Saved data entries:
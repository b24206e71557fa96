//! Environment verifier: runs the readiness checks in a fixed order and
//! collects them into a [`CheckReport`].

pub mod checks;

use semver::Version;
use tracing::info;

use supportdesk_types::check::CheckReport;
use supportdesk_types::secret::{Redacted, SecretKey};

pub use checks::{ClientConnector, DependencyProbe};

/// Oldest compiler that builds this workspace (first with edition 2024).
pub const MINIMUM_TOOLCHAIN: Version = Version::new(1, 85, 0);

pub struct Verifier<C> {
    toolchain: Version,
    minimum_toolchain: Version,
    probes: Vec<Box<dyn DependencyProbe>>,
    key: SecretKey,
    credential: Option<Redacted>,
    connector: C,
}

impl<C: ClientConnector> Verifier<C> {
    /// `credential` is whatever the caller resolved for `key`, if anything.
    pub fn new(
        toolchain: Version,
        key: SecretKey,
        credential: Option<Redacted>,
        connector: C,
    ) -> Self {
        Self {
            toolchain,
            minimum_toolchain: MINIMUM_TOOLCHAIN,
            probes: Vec::new(),
            key,
            credential,
            connector,
        }
    }

    pub fn with_probes(mut self, probes: Vec<Box<dyn DependencyProbe>>) -> Self {
        self.probes = probes;
        self
    }

    pub fn with_minimum_toolchain(mut self, minimum: Version) -> Self {
        self.minimum_toolchain = minimum;
        self
    }

    /// Run toolchain, dependency, credential, and connectivity checks in order.
    ///
    /// Connectivity is only attempted when the credential check passed.
    pub async fn run(&self) -> CheckReport {
        let mut report = CheckReport::default();

        report.push(checks::check_toolchain(&self.toolchain, &self.minimum_toolchain));
        report.push(checks::check_dependencies(&self.probes));

        let credential = checks::check_credential(&self.key, self.credential.as_ref());
        let usable = credential.passed().then_some(self.credential.as_ref()).flatten();
        report.push(credential);

        report.push(checks::check_connectivity(usable, &self.connector).await);

        info!(
            passed = report.passed(),
            total = report.total(),
            "Verification finished"
        );
        report
    }
}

TASK TO CARRY OUT >> Print exactly the lines of the records from the one containing "self.probes = probes;" through the end, and nothing besides them.

ANSWER TO THIS PROBLEM >>
        self.probes = probes;
        self
    }

    pub fn with_minimum_toolchain(mut self, minimum: Version) -> Self {
        self.minimum_toolchain = minimum;
        self
    }

    /// Run toolchain, dependency, credential, and connectivity checks in order.
    ///
    /// Connectivity is only attempted when the credential check passed.
    pub async fn run(&self) -> CheckReport {
        let mut report = CheckReport::default();

        report.push(checks::check_toolchain(&self.toolchain, &self.minimum_toolchain));
        report.push(checks::check_dependencies(&self.probes));

        let credential = checks::check_credential(&self.key, self.credential.as_ref());
        let usable = credential.passed().then_some(self.credential.as_ref()).flatten();
        report.push(credential);

        report.push(checks::check_connectivity(usable, &self.connector).await);

        info!(
            passed = report.passed(),
            total = report.total(),
            "Verification finished"
        );
        report
    }
}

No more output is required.